November 18, 2011:
Over the last year, North Korea has ordered its Workers Party (a nationalist-socialist operation that is sometimes called communist) to work harder to eliminate individualism, the black market, the desire to earn money, paying attention to foreign media and women workers quitting their state controlled jobs to work in illegal markets. The government also wants a halt to the practice of state owned factories and farms producing goods for the black market. This will be difficult, as many leaders of the Workers Party are involved in making money off the black market, or extorting cash from those who are operating in the unofficial economy. The lavish party elite lifestyle, thanks to the Internet and Google Earth, is no longer a secret and North Koreans eagerly digested this information over the last few years. So exhortations for abandoning the black market and efforts to get rich have little effect.

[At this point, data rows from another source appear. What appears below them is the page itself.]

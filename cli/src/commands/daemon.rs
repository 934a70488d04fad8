// Copyright (c) 2026 100monkeys.ai
// SPDX-License-Identifier: AGPL-3.0

//! Daemon lifecycle management commands
//!
//! Commands: start, stop, status

use anyhow::{Context, Result};
use clap::Subcommand;
use colored::Colorize;
use std::path::PathBuf;
use tracing::info;

use crate::daemon::{check_daemon_running, get_pid_file_path, stop_daemon, DaemonStatus};
use lifecycle_core::domain::lifecycle_config::LifecycleConfigManifest;
use lifecycle_core::domain::repository::StorageBackend;

#[derive(Subcommand)]
pub enum DaemonCommand {
    /// Start the daemon (if not already running)
    Start,

    /// Stop the daemon gracefully
    Stop {
        /// Force kill if daemon doesn't stop gracefully
        #[arg(short, long)]
        force: bool,

        /// Timeout in seconds (default: 30)
        #[arg(short, long, default_value = "30")]
        timeout: u64,
    },

    /// Check daemon status
    Status,
}

pub async fn handle_command(command: DaemonCommand, config_path: Option<PathBuf>) -> Result<()> {
    match command {
        DaemonCommand::Start => start(config_path),
        DaemonCommand::Stop { force, timeout } => stop(force, timeout).await,
        DaemonCommand::Status => status(),
    }
}

fn start(config_path: Option<PathBuf>) -> Result<()> {
    // Fail here rather than in the detached child
    let config = LifecycleConfigManifest::load_or_default(config_path.clone())
        .context("Failed to load configuration")?;
    config
        .validate()
        .context("Configuration validation failed")?;

    if matches!(config.storage_backend(), StorageBackend::InMemory) {
        println!(
            "{}",
            "WARNING: Using the in-memory backend; state is lost when the daemon stops.".yellow()
        );
    }

    if let DaemonStatus::Running { pid, .. } = check_daemon_running()? {
        println!("{}", format!("✓ Daemon already running (PID: {})", pid).green());
        println!("Use 'lifecycle daemon stop' to stop it first.");
        return Ok(());
    }
    info!("Daemon not running, starting...");

    // Re-exec self with --daemon flag
    let current_exe = std::env::current_exe().context("Failed to get current executable path")?;

    let mut cmd = std::process::Command::new(current_exe);
    cmd.arg("--daemon");
    if let Some(config) = config_path {
        cmd.arg("--config").arg(config);
    }

    #[cfg(unix)]
    {
        use std::os::unix::process::CommandExt;
        cmd.process_group(0);
    }

    let temp_dir = std::env::temp_dir();
    let stdout_path = temp_dir.join("agent-lifecycle.out");
    let stderr_path = temp_dir.join("agent-lifecycle.err");

    let stdout_file = std::fs::File::create(&stdout_path).context("Failed to create stdout log file")?;
    let stderr_file = std::fs::File::create(&stderr_path).context("Failed to create stderr log file")?;

    cmd.stdin(std::process::Stdio::null())
        .stdout(stdout_file)
        .stderr(stderr_file);

    println!("Redirecting logs to: {}", stdout_path.display());

    let child = cmd.spawn().context("Failed to spawn daemon process")?;

    println!("{}", format!("✓ Daemon starting (PID: {})", child.id()).green());
    println!("Check status with: lifecycle daemon status");

    Ok(())
}

async fn stop(force: bool, timeout: u64) -> Result<()> {
    match check_daemon_running()? {
        DaemonStatus::Stopped => {
            println!("{}", "ℹ Daemon not running".yellow());
        }
        DaemonStatus::Running { pid, .. } => {
            println!("Stopping daemon (PID: {})...", pid);
            stop_daemon(force, timeout).await?;
            println!("{}", "✓ Daemon stopped".green());
        }
    }

    Ok(())
}

fn status() -> Result<()> {
    match check_daemon_running()? {
        DaemonStatus::Running { pid, uptime } => {
            println!("{}", "✓ Daemon is running".green());
            println!("  PID: {}", pid);
            if let Some(uptime) = uptime {
                println!("  Uptime: {}", format_duration(uptime));
            }
            println!("  PID file: {}", get_pid_file_path().display());
        }
        DaemonStatus::Stopped => {
            println!("{}", "✗ Daemon is not running".red());
        }
    }

    Ok(())
}

fn format_duration(secs: u64) -> String {
    let days = secs / 86400;
    let hours = (secs % 86400) / 3600;
    let minutes = (secs % 3600) / 60;

    if days > 0 {
        format!("{}d {}h {}m", days, hours, minutes)
    } else if hours > 0 {
        format!("{}h {}m", hours, minutes)
    } else {
        format!("{}m", minutes)
    }
}

#[cfg(test)]
mod tests {
    use super::format_duration;

    #[test]
    fn test_format_duration() {
        assert_eq!(format_duration(59), "0m");
        assert_eq!(format_duration(3 * 3600 + 120), "3h 2m");
        assert_eq!(format_duration(2 * 86400 + 3600), "2d 1h 0m");
    }
}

Another truth that has spread throughout the north is that South Korea is one of the wealthiest nations in the world, with a per-capita GDP equal to the average for the European Union. In other words, in East Asia, South Korea is second only to Japan in personal wealth. This inspires North Koreans to ignore their Workers Party and the increasing amount of anti-South Korea propaganda. For example, a crackdown on South Korean made goods led to the custom of removing "Made in South Korea" tags and inscriptions from South Korean items, and selling them anyway. Despite the pressure from above, local police will ignore (or only demand a small bribe for) the sale of untagged South Korean goods.
While North Korean officials go to South Korea and beg for a resumption of food aid, in North Korea the government calls for South Korea to pay compensation for losses suffered when it cut aid to the north last year because of North Korean attacks on the south. While this sounds absurd, it makes sense to the twisted logic so popular in the north.

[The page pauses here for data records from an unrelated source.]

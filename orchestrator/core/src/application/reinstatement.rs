// Copyright (c) 2026 100monkeys.ai
// SPDX-License-Identifier: AGPL-3.0

//! Reinstatement Workflow
//!
//! A reinstatement request waits up to the decision timeout for a human
//! decision. The store decides races: `ReinstatementRepository::resolve`
//! only succeeds on a PENDING request, so exactly one of "human approved",
//! "human rejected", "deadline passed" and "operator cancelled" is ever
//! written. Whoever wins that write runs the follow-up steps.
//!
//! # Waiting
//!
//! The process parks on four things at once:
//!
//! - the [`DecisionGate`](crate::infrastructure::decision_gate::DecisionGate)
//!   signal from a local `submit_decision`
//! - a poll of the store, for decisions written by another host
//! - the deadline, re-armed from the stored `decision_deadline` on resume
//! - its [`CancelSignal`]
//!
//! A local `submit_decision` that finds a waiter hands the follow-up work to
//! it; otherwise the submitter runs the follow-ups itself. The gate makes
//! that hand-off exact (see `DecisionGate::release`).

use std::time::Duration;

use tracing::{debug, info, warn};

use crate::application::process_runtime::{CancelSignal, ProcessContext};
use crate::application::retry::run_step;
use crate::domain::agent::AgentId;
use crate::domain::collaborators::{Notification, NotificationKind};
use crate::domain::events::ReinstatementEvent;
use crate::domain::process::{LifecycleProcess, ProcessError, StepError, StepOutcome};
use crate::domain::reinstatement::{
    ReinstatementDecision, ReinstatementId, ReinstatementRequest, ReinstatementStatus, ReinstatementStep,
};
use crate::domain::repository::RepositoryError;

/// Agent-version conflicts tolerated while writing an approval.
const MAX_RESOLVE_CONFLICTS: u32 = 3;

The growing theft of food by North Korean army units has led to public punishment (a fine and verbal chastisement) of unit commanders. The government cannot afford to punish army commanders any more severely, because ultimately the army is what keeps the Workers Party in power. The troops are not being ignored, with political education (pro-government lectures and propaganda activities) for the troops recently increased 58 percent (to 19 hours a week).
The North Korean government is also keen to maintain the morale and loyalty of the senior officials. Since most of these people, and their staffs, are in the capital (Pyongyang) an increasing portion of national economic resources are spent in the capital. Pyongyang has always been a showcase city, but in the last few years an even greater portion of the shrinking economic pie has gone to the capital. This is causing growing resentment around the country, especially among officials running the provinces. Even with private generators, the increasing number of electrical blackouts is demoralizing, demeaning and annoying.
A year ago, the North Korean government officially ordered the media and propaganda specialists to expose all North Koreans to an increased amount of pro-war exhortations. This was apparently to justify the two major attacks on South Korea last year (the sinking of a corvette and firing artillery at a South Korean island). Apparently, the North Korean leadership feared a military response from South Korea, and wanted to ensure that their people would get behind defending the North Korean government. Refugees have brought news, and some documents, of these orders to Workers Party officials.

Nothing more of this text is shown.